Count up the lines below that hold "struct", then give that count by itself.

= EXTRACTED DATA =
---
//! End-to-end tests: a real reactor on a loopback port, driven by plain
//! blocking client sockets.

use std::{
    io::{Read, Write},
    net::{SocketAddr, TcpStream},
    sync::{atomic::Ordering, Arc},
    thread,
    time::Duration,
};

use pretty_assertions::assert_eq;
use vigil::{Config, DefaultHandler, Reactor};

struct TestServer {
    addr: SocketAddr,
    running: Arc<std::sync::atomic::AtomicBool>,
    handle: Option<thread::JoinHandle<Result<(), vigil::ReactorError>>>,
}

impl TestServer {
    fn start(max_connections: usize) -> Self {
        let toml = format!(
            r#"
                max_connections = {max_connections}
                poll_interval_secs = 1
                idle_timeout_secs = 3
                request_timeout_secs = 2

                [[server]]
                listen = "127.0.0.1:0"
                max_body_size = 64
                allow_methods = ["GET", "POST", "DELETE"]
            "#
        );
        let config = Config::from_str(&toml).unwrap();
        let mut reactor = Reactor::new(config, DefaultHandler).unwrap();
        let addr = reactor.local_addrs().unwrap()[0];
        let running = reactor.running_flag();
        let handle = thread::spawn(move || reactor.run());
        Self {
            addr,
            running,
            handle: Some(handle),
        }
    }

    fn connect(&self) -> TcpStream {
        let stream = TcpStream::connect(self.addr).unwrap();
        stream
            .set_read_timeout(Some(Duration::from_secs(10)))
            .unwrap();
        stream
    }
}

impl Drop for TestServer {
    fn drop(&mut self) {
        self.running.store(false, Ordering::SeqCst);
        // the reactor notices on its next wake interval
        if let Some(handle) = self.handle.take() {
            let _ = handle.join();
        }
    }
}

/// Read one response: head, then exactly content-length body bytes
fn read_response(stream: &mut TcpStream) -> (String, Vec<u8>) {
    let mut buf = Vec::new();
    let mut chunk = [0u8; 1024];
    let head_end = loop {
        if let Some(pos) = buf.windows(4).position(|w| w == b"\r\n\r\n") {
            break pos + 4;
        }
        let n = stream.read(&mut chunk).expect("read response head");
        assert!(n > 0, "connection closed before a full response head");
        buf.extend_from_slice(&chunk[..n]);
    };

    let head = String::from_utf8(buf[..head_end].to_vec()).unwrap();
    let content_length: usize = head
        .lines()
        .find_map(|line| {
            let (name, value) = line.split_once(':')?;
            name.eq_ignore_ascii_case("content-length")
                .then(|| value.trim().parse().unwrap())
        })
        .unwrap_or(0);

    let mut body = buf[head_end..].to_vec();
    while body.len() < content_length {
        let n = stream.read(&mut chunk).expect("read response body");
        assert!(n > 0, "connection closed mid-body");
        body.extend_from_slice(&chunk[..n]);
    }
    body.truncate(content_length);
    (head, body)
}

fn status_of(head: &str) -> u16 {
    head.split_whitespace().nth(1).unwrap().parse().unwrap()
}

#[test]
fn echoes_a_fixed_length_body_split_across_writes() {
    let server = TestServer::start(8);
    let mut stream = server.connect();

    stream
        .write_all(b"POST /echo HTTP/1.1\r\nhost: t\r\ncontent-length: 5\r\n\r\nhe")
        .unwrap();
    thread::sleep(Duration::from_millis(100));
    stream.write_all(b"llo").unwrap();

    let (head, body) = read_response(&mut stream);
    assert_eq!(status_of(&head), 200);
    assert_eq!(body, b"hello");
}

#[test]
fn keep_alive_serves_a_second_independent_request() {
    let server = TestServer::start(8);
    let mut stream = server.connect();

    stream
        .write_all(b"POST /a HTTP/1.1\r\nhost: t\r\ncontent-length: 3\r\n\r\nabc")
        .unwrap();
    let (head, body) = read_response(&mut stream);
    assert_eq!(status_of(&head), 200);
    assert_eq!(body, b"abc");
    assert!(head.to_ascii_lowercase().contains("connection: keep-alive"));

    // no residue from the first request may leak into the second
    stream
        .write_all(b"POST /b HTTP/1.1\r\nhost: t\r\ncontent-length: 2\r\n\r\nxy")
        .unwrap();
    let (head, body) = read_response(&mut stream);
    assert_eq!(status_of(&head), 200);
    assert_eq!(body, b"xy");
}

#[test]
fn decodes_a_chunked_body() {
    let server = TestServer::start(8);
    let mut stream = server.connect();

    stream
        .write_all(
            b"POST /chunked HTTP/1.1\r\nhost: t\r\ntransfer-encoding: chunked\r\n\r\n\
              4\r\nWiki\r\n5\r\npedia\r\n0\r\n\r\n",
        )
        .unwrap();

    let (head, body) = read_response(&mut stream);
    assert_eq!(status_of(&head), 200);
    assert_eq!(body, b"Wikipedia");
}

#[test]
fn over_limit_content_length_is_413_without_body_bytes() {
    let server = TestServer::start(8);
    let mut stream = server.connect();

    // declares far more than max_body_size = 64, sends nothing
    stream
        .write_all(b"POST /big HTTP/1.1\r\nhost: t\r\ncontent-length: 100000\r\n\r\n")
        .unwrap();

    let (head, _) = read_response(&mut stream);
    assert_eq!(status_of(&head), 413);
    assert!(head.to_ascii_lowercase().contains("connection: close"));

    // and the connection is done
    let mut rest = Vec::new();
    assert_eq!(stream.read_to_end(&mut rest).unwrap(), 0);
}

#[test]
fn over_limit_chunked_body_is_drained_then_413() {
    let server = TestServer::start(8);
    let mut stream = server.connect();

    let mut request =
        b"POST /big HTTP/1.1\r\nhost: t\r\ntransfer-encoding: chunked\r\n\r\n".to_vec();
    // 3 chunks of 40 bytes: 120 decoded bytes > 64 allowed
    for _ in 0..3 {
        request.extend_from_slice(b"28\r\n");
        request.extend_from_slice(&[b'x'; 40]);
        request.extend_from_slice(b"\r\n");
    }
    request.extend_from_slice(b"0\r\n\r\n");
    stream.write_all(&request).unwrap();

    let (head, _) = read_response(&mut stream);
    assert_eq!(status_of(&head), 413);
}

#[test]
fn huge_declared_chunk_size_does_not_kill_the_server() {
    let server = TestServer::start(8);
    let mut stream = server.connect();

    // a chunk claiming u64::MAX bytes; the few that follow get discarded and
    // the stalled request times out
    stream
        .write_all(
            b"POST /big HTTP/1.1\r\nhost: t\r\ntransfer-encoding: chunked\r\n\r\n\
              ffffffffffffffff\r\nxxxx",
        )
        .unwrap();
    let (head, _) = read_response(&mut stream);
    assert_eq!(status_of(&head), 408);

    // the reactor is still alive and serving
    let mut fresh = server.connect();
    fresh
        .write_all(b"POST /ok HTTP/1.1\r\nhost: t\r\ncontent-length: 2\r\n\r\nhi")
        .unwrap();
    let (head, body) = read_response(&mut fresh);
    assert_eq!(status_of(&head), 200);
    assert_eq!(body, b"hi");
}

#[test]
fn garbage_is_400_and_closes() {
    let server = TestServer::start(8);
    let mut stream = server.connect();

    stream.write_all(b"GARBAGE\r\n\r\n").unwrap();
    let (head, _) = read_response(&mut stream);
    assert_eq!(status_of(&head), 400);
    assert!(head.to_ascii_lowercase().contains("connection: close"));
}

#[test]
fn unimplemented_method_is_501_but_parses() {
    let server = TestServer::start(8);
    let mut stream = server.connect();

    stream
        .write_all(b"BREW /pot HTTP/1.1\r\nhost: t\r\n\r\n")
        .unwrap();
    let (head, _) = read_response(&mut stream);
    assert_eq!(status_of(&head), 501);
}

#[test]
fn stalled_request_gets_408() {
    let server = TestServer::start(8);
    let mut stream = server.connect();

    // a first byte arrived but the request never completes
    stream.write_all(b"GET / HT").unwrap();

    let (head, _) = read_response(&mut stream);
    assert_eq!(status_of(&head), 408);
    assert!(head.to_ascii_lowercase().contains("connection: close"));
}

#[test]
fn idle_connection_is_closed_silently() {
    let server = TestServer::start(8);
    let mut stream = server.connect();

    // no request in flight: no response is owed
    let mut buf = Vec::new();
    let n = stream.read_to_end(&mut buf).expect("EOF after idle timeout");
    assert_eq!(n, 0);
}

#[test]
fn accepts_beyond_the_limit_are_deferred_not_rejected() {
    let server = TestServer::start(1);

    // occupies the single slot
    let holder = server.connect();
    thread::sleep(Duration::from_millis(300));

    // sits in the kernel backlog; connect still succeeds
    let mut waiting = server.connect();
    waiting
        .write_all(b"POST /q HTTP/1.1\r\nhost: t\r\ncontent-length: 2\r\n\r\nok")
        .unwrap();
    thread::sleep(Duration::from_millis(300));

    // freeing the slot lets the deferred accept through
    drop(holder);

    let (head, body) = read_response(&mut waiting);
    assert_eq!(status_of(&head), 200);
    assert_eq!(body, b"ok");
}
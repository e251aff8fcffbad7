use std::{
    path::PathBuf,
    sync::{
        atomic::{AtomicBool, Ordering},
        Arc, OnceLock,
    },
};

use tracing::info;
use tracing_subscriber::EnvFilter;

use vigil::{Config, DefaultHandler, Reactor};

/// shared with the SIGINT handler, which may not touch anything else
static RUNNING: OnceLock<Arc<AtomicBool>> = OnceLock::new();

extern "C" fn on_sigint(_signal: libc::c_int) {
    if let Some(flag) = RUNNING.get() {
        flag.store(false, Ordering::SeqCst);
    }
}

fn parse_args() -> Result<PathBuf, lexopt::Error> {
    let mut config_path: Option<PathBuf> = None;
    let mut parser = lexopt::Parser::from_env();
    while let Some(arg) = parser.next()? {
        match arg {
            lexopt::Arg::Value(value) if config_path.is_none() => {
                config_path = Some(PathBuf::from(value));
            }
            lexopt::Arg::Short('h') | lexopt::Arg::Long("help") => {
                println!("Usage: vigil <config.toml>");
                std::process::exit(0);
            }
            arg => return Err(arg.unexpected()),
        }
    }
    config_path.ok_or_else(|| lexopt::Error::MissingValue {
        option: Some("config file path".to_string()),
    })
}

fn main() -> eyre::Result<()> {
    setup_tracing();

    let config_path = parse_args().map_err(|e| eyre::eyre!("{e}\nUsage: vigil <config.toml>"))?;
    let config = Config::load(&config_path)?;

    let mut reactor = Reactor::new(config, DefaultHandler)?;

    RUNNING
        .set(reactor.running_flag())
        .expect("running flag set twice");
    unsafe {
        libc::signal(
            libc::SIGINT,
            on_sigint as extern "C" fn(libc::c_int) as libc::sighandler_t,
        );
    }

    // a poll failure surfaces here and becomes a non-zero exit code
    reactor.run()?;
    info!("clean shutdown");
    Ok(())
}

fn setup_tracing() {
    tracing_subscriber::fmt()
        .with_env_filter(
            EnvFilter::try_from_default_env().unwrap_or_else(|_| EnvFilter::new("info")),
        )
        .init();
}
//! Types for HTTP headers

use smallvec::SmallVec;

/// An append-only header multimap. Lookups are case-insensitive; where a
/// single value is expected, the first-seen record wins.
#[derive(Debug, Default, Clone)]
pub struct Headers {
    records: SmallVec<[Header; 32]>,
}

#[derive(Debug, Clone)]
pub struct Header {
    pub name: String,
    pub value: Vec<u8>,
}

impl Headers {
    /// Append a new header. Does not replace anything.
    pub fn append(&mut self, name: String, value: Vec<u8>) {
        self.records.push(Header { name, value });
    }

    pub fn len(&self) -> usize {
        self.records.len()
    }

    pub fn is_empty(&self) -> bool {
        self.records.is_empty()
    }

    /// First-seen value for the given name
    pub fn get(&self, name: &str) -> Option<&[u8]> {
        self.records
            .iter()
            .find(|h| h.name.eq_ignore_ascii_case(name))
            .map(|h| &h.value[..])
    }

    /// Returns true if we have this key/value combination
    pub fn has_kv(&self, k: &str, v: &str) -> bool {
        for h in self {
            if h.name.eq_ignore_ascii_case(k) && h.value.eq_ignore_ascii_case(v.as_bytes()) {
                return true;
            }
        }
        false
    }

    /// Returns true if we have a `connection: close` header
    pub fn connection_close(&self) -> bool {
        self.has_kv("connection", "close")
    }

    /// Returns true if we have a `connection: keep-alive` header
    pub fn connection_keep_alive(&self) -> bool {
        self.has_kv("connection", "keep-alive")
    }

    /// Returns true if we have a `transfer-encoding: chunked` header
    pub fn is_chunked_transfer_encoding(&self) -> bool {
        self.has_kv("transfer-encoding", "chunked")
    }

    /// The `content-length` header, parsed. `Some(Err(()))` means the header
    /// is present but its value isn't a decimal length — a semantic error the
    /// caller records.
    pub fn content_length(&self) -> Option<Result<u64, ()>> {
        let value = self.get("content-length")?;
        let parsed = std::str::from_utf8(value)
            .ok()
            .and_then(|s| s.trim().parse::<u64>().ok());
        Some(parsed.ok_or(()))
    }

    /// The `host` header as text, port stripped
    pub fn host(&self) -> Option<&str> {
        let value = self.get("host")?;
        let host = std::str::from_utf8(value).ok()?;
        Some(host.split(':').next().unwrap_or(host))
    }
}

impl<'a> IntoIterator for &'a Headers {
    type Item = &'a Header;
    type IntoIter = std::slice::Iter<'a, Header>;

    fn into_iter(self) -> Self::IntoIter {
        self.records.iter()
    }
}
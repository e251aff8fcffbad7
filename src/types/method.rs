use std::fmt;

/// An HTTP method, see https://httpwg.org/specs/rfc9110.html#methods
#[derive(Clone, Debug, PartialEq, Eq)]
pub enum Method {
    Get,
    Head,
    Post,
    Put,
    Delete,
    Options,
    /// A syntactically valid token we don't implement
    Other(String),
}

impl Method {
    pub fn from_token(token: &str) -> Self {
        match token {
            "GET" => Method::Get,
            "HEAD" => Method::Head,
            "POST" => Method::Post,
            "PUT" => Method::Put,
            "DELETE" => Method::Delete,
            "OPTIONS" => Method::Options,
            _ => Method::Other(token.to_string()),
        }
    }

    pub fn as_str(&self) -> &str {
        match self {
            Method::Get => "GET",
            Method::Head => "HEAD",
            Method::Post => "POST",
            Method::Put => "PUT",
            Method::Delete => "DELETE",
            Method::Options => "OPTIONS",
            Method::Other(token) => token,
        }
    }

    /// Methods the server knows how to process at all. Anything else is
    /// answered 501 (the per-location allow list is a separate, later check).
    pub fn is_implemented(&self) -> bool {
        !matches!(self, Method::Other(_))
    }
}

impl fmt::Display for Method {
    fn fmt(&self, f: &mut fmt::Formatter<'_>) -> fmt::Result {
        f.pad(self.as_str())
    }
}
---
= PROBLEM SOLUTION =
3